Outside the Moghrabi gate, the police struggled to break through the Palestinian barricade. According to Ayalon, "There was panic about two places -- the police station and the Western Wall. In another situation, we might have waited for the crowds to calm before going back in. But we were afraid that our officers at the police station were being lynched by the crowd."

When the police finally broke in, the tear-gas fumes were so heavy that Ayalon said he fainted twice trying to move in from the gate. At one point, he said, he picked up a gas mask that had been discarded by another officer and put it on, only to discover that the eyepieces had been smashed by stones.

As police rushed through the gate and forced back the demonstrators, the sheiks of al-Aqsa broadcast appeals over their loudspeakers. Some of the appeals, according to al-Haq, called on the Moslem youth to move inside the mosques and to avoid the police. Others addressed the police, saying, "Enough shooting, stop the shooting." One Arab witness said the sheiks also appealed for Moslems to "defend al-Aqsa" and shouted, "God is great" during the riots.

Order was finally restored at about 11:30 a.m., Palestinians said. But it was not until 5 p.m. that Arab ambulances, some of them streaked with blood, managed to evacuate all of the dead and wounded from inside the mosques. Police counted 19 dead, while Palestinians say 21 died, including a 70-year-old woman. Al-Haq said she died of a heart attack after witnessing the bloodshed.

VIOLENCE AT THE TEMPLE MOUNT

A crowd of several thousand Palestinians that gathered on the Temple Mount last Monday morning was there to stop what its leaders believed would be a march on the site by a Jewish group called the Temple Mount Faithful. Similar crowds had gathered to stop similar demonstrations many times in the past -- including the three previous Sukkot holidays. There is no evidence that the gathering was "ordered" by Iraq.

Stone throwing by Palestinians at Jewish worshippers gathered at the nearby Western wall began after tear gas had been fired by Israeli police and clashes had already begun on the Temple Mount directly overhead, according to a senior Israeli police officer. The heaviest stone-throwing at the Wall occurred after most Israeli police had been temporarily driven out of the area.
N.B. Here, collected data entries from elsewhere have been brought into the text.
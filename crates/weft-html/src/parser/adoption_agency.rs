//! [§ 13.2.6.4.7 The adoption agency algorithm](https://html.spec.whatwg.org/multipage/parsing.html#adoption-agency-algorithm)
//!
//! Repairs mis-nested formatting elements such as `<b><i></b></i>` by
//! cloning the formatting element around the content that was left inside
//! it.

use weft_dom::{Namespace, TreeAdapter};

use super::core::Parser;
use super::open_elements::{StackEntry, is_special};
use crate::error::ErrorCode;

/// "Outer loop: If outer loop counter is greater than or equal to 8, then return."
const OUTER_LOOP_LIMIT: usize = 8;

/// "If inner loop counter is greater than 3 and node is in the list of active
/// formatting elements, then remove node from the list of active formatting
/// elements."
const INNER_LOOP_KEEP: usize = 3;

impl<A: TreeAdapter> Parser<A> {
    /// "The adoption agency algorithm, which takes as its only argument a
    /// token token for which the algorithm is being run, consists of the
    /// following steps:"
    ///
    /// `subject` is the token's tag name.
    pub(super) fn run_adoption_agency(&mut self, subject: &str) {
        // STEP 2: "If the current node is an HTML element whose tag name is
        //         subject, and the current node is not in the list of active
        //         formatting elements, then pop the current node off the stack
        //         of open elements and return."
        if let Some(current) = self.current_node()
            && current.is_html(subject)
            && !self.active_formatting_elements.contains(&current.handle)
        {
            let _ = self.open_elements.pop();
            return;
        }

        // STEP 3-4: "Let outer loop counter be 0. Outer loop: If outer loop
        //           counter is greater than or equal to 8, then return.
        //           Increment outer loop counter by 1."
        for _ in 0..OUTER_LOOP_LIMIT {
            // STEP 4.3: "Let formatting element be the last element in the list
            //           of active formatting elements that: is between the end
            //           of the list and the last marker in the list, if any, or
            //           the start of the list otherwise, and has the tag name
            //           subject. If there is no such element, then return and
            //           instead act as described in the "any other end tag"
            //           entry above."
            let Some(formatting) = self
                .active_formatting_elements
                .element_entry_in_scope_with_tag_name(subject)
                .cloned()
            else {
                self.any_other_end_tag(subject);
                return;
            };

            // STEP 4.4: "If formatting element is not in the stack of open
            //           elements, then this is a parse error; remove the element
            //           from the list, and return."
            let Some(fe_index) = self.open_elements.position(&formatting.handle) else {
                self.parse_error(ErrorCode::FormattingElementNotOpen);
                self.active_formatting_elements
                    .remove_entry(&formatting.handle);
                return;
            };

            // STEP 4.5: "If formatting element is in the stack of open elements,
            //           but the element is not in scope, then this is a parse
            //           error; return."
            if !self.open_elements.has_element_in_scope(&formatting.handle) {
                self.parse_error(ErrorCode::FormattingElementNotInScope);
                return;
            }

            // STEP 4.6: "If formatting element is not the current node, this is
            //           a parse error. (But do not return.)"
            if self
                .current_node()
                .is_some_and(|current| current.handle != formatting.handle)
            {
                self.parse_error(ErrorCode::ClosingOfElementWithOpenChildElements);
            }

            // STEP 4.7: "Let furthest block be the topmost node in the stack of
            //           open elements that is lower in the stack than formatting
            //           element, and is an element in the special category. There
            //           might not be one."
            let furthest_block = self
                .open_elements
                .iter()
                .skip(fe_index + 1)
                .find(|entry| is_special(&entry.tag_name, entry.namespace))
                .cloned();

            // STEP 4.8: "If there is no furthest block, then the UA must first
            //           pop all the nodes from the bottom of the stack of open
            //           elements, from the current node up to and including
            //           formatting element, then remove formatting element from
            //           the list of active formatting elements, and finally
            //           return."
            let Some(furthest_block) = furthest_block else {
                self.open_elements
                    .pop_until_element_popped(&formatting.handle);
                self.active_formatting_elements
                    .remove_entry(&formatting.handle);
                return;
            };

            // STEP 4.9: "Let common ancestor be the element immediately above
            //           formatting element in the stack of open elements."
            let Some(common_ancestor) = self
                .open_elements
                .common_ancestor(&formatting.handle)
                .cloned()
            else {
                return;
            };

            // STEP 4.10: "Let a bookmark note the position of formatting element
            //            in the list of active formatting elements relative to
            //            the elements on either side of it in the list."
            let mut bookmark = formatting.handle.clone();

            // STEP 4.11: "Let node and last node be furthest block."
            let mut node_index = self
                .open_elements
                .position(&furthest_block.handle)
                .unwrap_or(fe_index + 1);
            let mut last_node = furthest_block.handle.clone();

            // STEP 4.12-4.13: "Let inner loop counter be 0. Inner loop:
            //                 Increment inner loop counter by 1."
            let mut inner_loop_counter = 0;
            loop {
                inner_loop_counter += 1;

                // STEP 4.13.2: "Let node be the element immediately above node
                //              in the stack of open elements, or if node is no
                //              longer in the stack of open elements (e.g.
                //              because it got removed by this algorithm), the
                //              element that was immediately above node in the
                //              stack of open elements before node was removed."
                node_index -= 1;
                let Some(node) = self.open_elements.get(node_index).cloned() else {
                    break;
                };

                // STEP 4.13.3: "If node is formatting element, then break."
                if node.handle == formatting.handle {
                    break;
                }

                // STEP 4.13.4: "If inner loop counter is greater than 3 and node
                //              is in the list of active formatting elements,
                //              then remove node from the list of active
                //              formatting elements."
                if inner_loop_counter > INNER_LOOP_KEEP {
                    self.active_formatting_elements.remove_entry(&node.handle);
                }

                // STEP 4.13.5: "If node is not in the list of active formatting
                //              elements, then remove node from the stack of open
                //              elements and continue."
                let Some(node_entry) = self
                    .active_formatting_elements
                    .element_entry(&node.handle)
                    .cloned()
                else {
                    self.open_elements.remove(&node.handle);
                    continue;
                };

                // STEP 4.13.6: "Create an element for the token for which the
                //              element node was created, in the HTML namespace,
                //              with common ancestor as the intended parent;
                //              replace the entry for node in the list of active
                //              formatting elements with an entry for the new
                //              element, replace the entry for node in the stack
                //              of open elements with an entry for the new
                //              element, and let node be the new element."
                let new_element = self.create_element_for_token(&node_entry.token, Namespace::Html);
                self.active_formatting_elements
                    .replace(&node.handle, new_element.clone());
                self.open_elements.replace(
                    &node.handle,
                    StackEntry::new(
                        new_element.clone(),
                        node_entry.tag_name(),
                        Namespace::Html,
                        node_entry.token.attributes(),
                    ),
                );

                // STEP 4.13.7: "If last node is furthest block, then move the
                //              aforementioned bookmark to be immediately after
                //              the new node in the list of active formatting
                //              elements."
                if last_node == furthest_block.handle {
                    bookmark = new_element.clone();
                }

                // STEP 4.13.8: "Append last node to node."
                self.adapter.detach_node(&last_node);
                self.adapter.append_child(&new_element, &last_node);

                // STEP 4.13.9: "Set last node to node."
                last_node = new_element;
            }

            // STEP 4.14: "Insert whatever last node ended up being in the
            //            previous step at the appropriate place for inserting a
            //            node, but using common ancestor as the override target."
            self.adapter.detach_node(&last_node);
            let place = self.appropriate_place(Some(&common_ancestor));
            self.insert_at(&place, &last_node);

            // STEP 4.15: "Create an element for the token for which formatting
            //            element was created, in the HTML namespace, with
            //            furthest block as the intended parent."
            let new_element = self.create_element_for_token(&formatting.token, Namespace::Html);

            // STEP 4.16: "Take all of the child nodes of furthest block and
            //            append them to the element created in the last step."
            for child in self.adapter.get_child_nodes(&furthest_block.handle) {
                self.adapter.detach_node(&child);
                self.adapter.append_child(&new_element, &child);
            }

            // STEP 4.17: "Append that new element to furthest block."
            self.adapter
                .append_child(&furthest_block.handle, &new_element);

            // STEP 4.18: "Remove formatting element from the list of active
            //            formatting elements, and insert the new element into
            //            the list of active formatting elements at the position
            //            of the aforementioned bookmark."
            self.active_formatting_elements.insert_element_after_bookmark(
                &bookmark,
                new_element.clone(),
                Namespace::Html,
                formatting.token.clone(),
            );
            self.active_formatting_elements
                .remove_entry(&formatting.handle);

            // STEP 4.19: "Remove formatting element from the stack of open
            //            elements, and insert the new element into the stack of
            //            open elements immediately below the position of furthest
            //            block in that stack."
            self.open_elements.remove(&formatting.handle);
            self.open_elements.insert_after(
                &furthest_block.handle,
                StackEntry::new(
                    new_element,
                    formatting.tag_name(),
                    Namespace::Html,
                    formatting.token.attributes(),
                ),
            );
        }
    }
}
Once the violence began, Palestinian youths attacked police with a ferocity and persistence unprecedented in Jersualem during the nearly three years of the initifada. Arab sources say the fervor of the youth can be connected to what had been a concerted campaign by Palestinian leaders in Jerusalem in recent weeks to step up the level of attacks, especially on police.

The Israeli police detachment deployed on the Temple Mount was considerably smaller than detachments for previous marches by the Temple Mount Faithful. Police commanders outside the area felt panicked by reports that several officers were isolated against attacking mobs.